> What you need to do
List every line below containing "RuleError".
Top of Records for processing
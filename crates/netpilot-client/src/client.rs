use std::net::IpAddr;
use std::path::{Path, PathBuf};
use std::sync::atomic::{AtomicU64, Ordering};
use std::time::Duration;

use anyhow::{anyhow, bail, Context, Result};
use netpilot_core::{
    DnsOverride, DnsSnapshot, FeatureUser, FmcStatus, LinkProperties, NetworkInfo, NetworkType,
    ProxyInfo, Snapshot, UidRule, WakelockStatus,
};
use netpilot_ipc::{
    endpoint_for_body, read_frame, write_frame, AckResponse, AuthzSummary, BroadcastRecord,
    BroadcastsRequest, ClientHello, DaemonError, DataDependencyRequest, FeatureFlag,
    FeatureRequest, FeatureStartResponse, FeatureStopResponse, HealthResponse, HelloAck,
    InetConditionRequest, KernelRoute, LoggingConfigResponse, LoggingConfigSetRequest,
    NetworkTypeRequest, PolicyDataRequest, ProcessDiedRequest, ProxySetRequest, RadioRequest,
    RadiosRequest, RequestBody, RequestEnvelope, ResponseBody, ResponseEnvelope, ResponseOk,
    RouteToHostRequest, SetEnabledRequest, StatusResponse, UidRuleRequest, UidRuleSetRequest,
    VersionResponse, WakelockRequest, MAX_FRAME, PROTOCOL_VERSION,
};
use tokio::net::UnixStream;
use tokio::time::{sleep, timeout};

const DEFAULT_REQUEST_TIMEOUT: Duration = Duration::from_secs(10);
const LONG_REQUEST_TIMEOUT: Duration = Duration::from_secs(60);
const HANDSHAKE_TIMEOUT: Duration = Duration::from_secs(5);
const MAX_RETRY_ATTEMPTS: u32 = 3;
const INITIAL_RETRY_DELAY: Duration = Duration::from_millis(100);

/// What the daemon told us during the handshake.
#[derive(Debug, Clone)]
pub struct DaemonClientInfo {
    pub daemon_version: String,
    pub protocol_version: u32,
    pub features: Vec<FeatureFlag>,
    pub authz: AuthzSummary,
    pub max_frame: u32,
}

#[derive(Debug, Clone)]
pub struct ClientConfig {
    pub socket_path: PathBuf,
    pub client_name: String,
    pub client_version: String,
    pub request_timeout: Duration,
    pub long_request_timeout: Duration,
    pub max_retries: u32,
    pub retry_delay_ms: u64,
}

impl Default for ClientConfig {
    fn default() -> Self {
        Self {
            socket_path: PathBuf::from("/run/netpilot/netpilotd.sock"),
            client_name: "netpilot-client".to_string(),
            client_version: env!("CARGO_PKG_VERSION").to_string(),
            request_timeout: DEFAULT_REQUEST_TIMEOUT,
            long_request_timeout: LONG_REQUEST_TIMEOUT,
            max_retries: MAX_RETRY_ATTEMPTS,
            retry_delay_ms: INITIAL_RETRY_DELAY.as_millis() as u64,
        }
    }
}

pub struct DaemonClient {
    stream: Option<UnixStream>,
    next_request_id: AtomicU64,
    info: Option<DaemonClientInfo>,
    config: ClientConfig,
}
Bottom of Records for processing
Top of Records for processing
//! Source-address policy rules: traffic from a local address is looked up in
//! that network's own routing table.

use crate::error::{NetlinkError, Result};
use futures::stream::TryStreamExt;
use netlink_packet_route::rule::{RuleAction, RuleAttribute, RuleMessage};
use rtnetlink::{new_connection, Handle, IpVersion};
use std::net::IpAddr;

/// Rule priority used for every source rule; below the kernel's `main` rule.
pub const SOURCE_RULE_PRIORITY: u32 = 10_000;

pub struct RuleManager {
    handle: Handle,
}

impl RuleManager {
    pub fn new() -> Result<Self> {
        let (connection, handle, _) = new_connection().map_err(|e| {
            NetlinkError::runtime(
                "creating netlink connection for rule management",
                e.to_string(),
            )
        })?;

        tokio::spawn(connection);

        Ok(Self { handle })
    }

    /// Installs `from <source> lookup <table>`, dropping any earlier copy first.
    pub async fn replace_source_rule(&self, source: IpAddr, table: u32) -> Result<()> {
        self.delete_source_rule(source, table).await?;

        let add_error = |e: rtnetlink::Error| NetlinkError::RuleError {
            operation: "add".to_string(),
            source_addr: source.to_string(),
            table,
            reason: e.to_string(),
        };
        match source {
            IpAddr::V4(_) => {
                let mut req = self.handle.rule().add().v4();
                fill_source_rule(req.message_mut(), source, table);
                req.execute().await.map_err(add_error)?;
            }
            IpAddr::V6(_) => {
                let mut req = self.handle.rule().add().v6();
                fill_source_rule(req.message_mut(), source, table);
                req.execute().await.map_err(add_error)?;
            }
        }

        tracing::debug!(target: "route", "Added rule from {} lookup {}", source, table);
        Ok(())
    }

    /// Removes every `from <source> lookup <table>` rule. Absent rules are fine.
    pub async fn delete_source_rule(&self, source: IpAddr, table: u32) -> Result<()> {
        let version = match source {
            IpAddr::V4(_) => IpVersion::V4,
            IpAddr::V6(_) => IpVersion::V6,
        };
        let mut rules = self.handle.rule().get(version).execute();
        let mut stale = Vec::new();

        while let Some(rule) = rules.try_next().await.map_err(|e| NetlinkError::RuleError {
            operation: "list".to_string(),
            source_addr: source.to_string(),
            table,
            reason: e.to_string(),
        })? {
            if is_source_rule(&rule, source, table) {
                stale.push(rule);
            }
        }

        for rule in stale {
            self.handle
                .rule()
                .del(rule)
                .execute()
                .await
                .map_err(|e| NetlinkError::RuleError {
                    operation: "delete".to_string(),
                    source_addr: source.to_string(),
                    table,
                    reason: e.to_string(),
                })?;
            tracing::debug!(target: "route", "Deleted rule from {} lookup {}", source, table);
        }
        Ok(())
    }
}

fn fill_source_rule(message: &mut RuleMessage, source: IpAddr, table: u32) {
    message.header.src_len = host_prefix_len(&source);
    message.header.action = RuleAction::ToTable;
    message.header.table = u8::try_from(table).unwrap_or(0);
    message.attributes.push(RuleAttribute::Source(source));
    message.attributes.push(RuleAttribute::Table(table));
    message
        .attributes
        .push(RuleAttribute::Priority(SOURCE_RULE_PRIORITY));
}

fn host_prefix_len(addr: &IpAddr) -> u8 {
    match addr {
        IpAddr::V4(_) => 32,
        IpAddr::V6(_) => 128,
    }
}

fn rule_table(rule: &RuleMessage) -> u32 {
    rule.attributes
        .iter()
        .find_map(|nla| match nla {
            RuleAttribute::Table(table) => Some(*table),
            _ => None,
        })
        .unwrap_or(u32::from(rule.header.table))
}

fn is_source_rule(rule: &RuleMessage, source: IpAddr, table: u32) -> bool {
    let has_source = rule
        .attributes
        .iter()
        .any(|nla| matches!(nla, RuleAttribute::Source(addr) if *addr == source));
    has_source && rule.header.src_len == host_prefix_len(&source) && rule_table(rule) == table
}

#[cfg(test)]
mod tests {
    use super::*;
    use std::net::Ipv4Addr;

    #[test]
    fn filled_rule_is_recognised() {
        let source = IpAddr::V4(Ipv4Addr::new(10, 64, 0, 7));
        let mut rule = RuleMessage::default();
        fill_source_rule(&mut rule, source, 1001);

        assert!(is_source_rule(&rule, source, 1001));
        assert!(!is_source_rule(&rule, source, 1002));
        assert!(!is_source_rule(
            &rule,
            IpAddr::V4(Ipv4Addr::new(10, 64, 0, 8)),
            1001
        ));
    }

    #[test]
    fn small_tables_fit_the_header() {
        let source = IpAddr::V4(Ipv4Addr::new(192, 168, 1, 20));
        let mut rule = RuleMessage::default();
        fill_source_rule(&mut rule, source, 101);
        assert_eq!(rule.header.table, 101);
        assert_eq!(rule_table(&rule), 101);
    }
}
Bottom of Records for processing
> Written solution
        let add_error = |e: rtnetlink::Error| NetlinkError::RuleError {
        while let Some(rule) = rules.try_next().await.map_err(|e| NetlinkError::RuleError {
                .map_err(|e| NetlinkError::RuleError {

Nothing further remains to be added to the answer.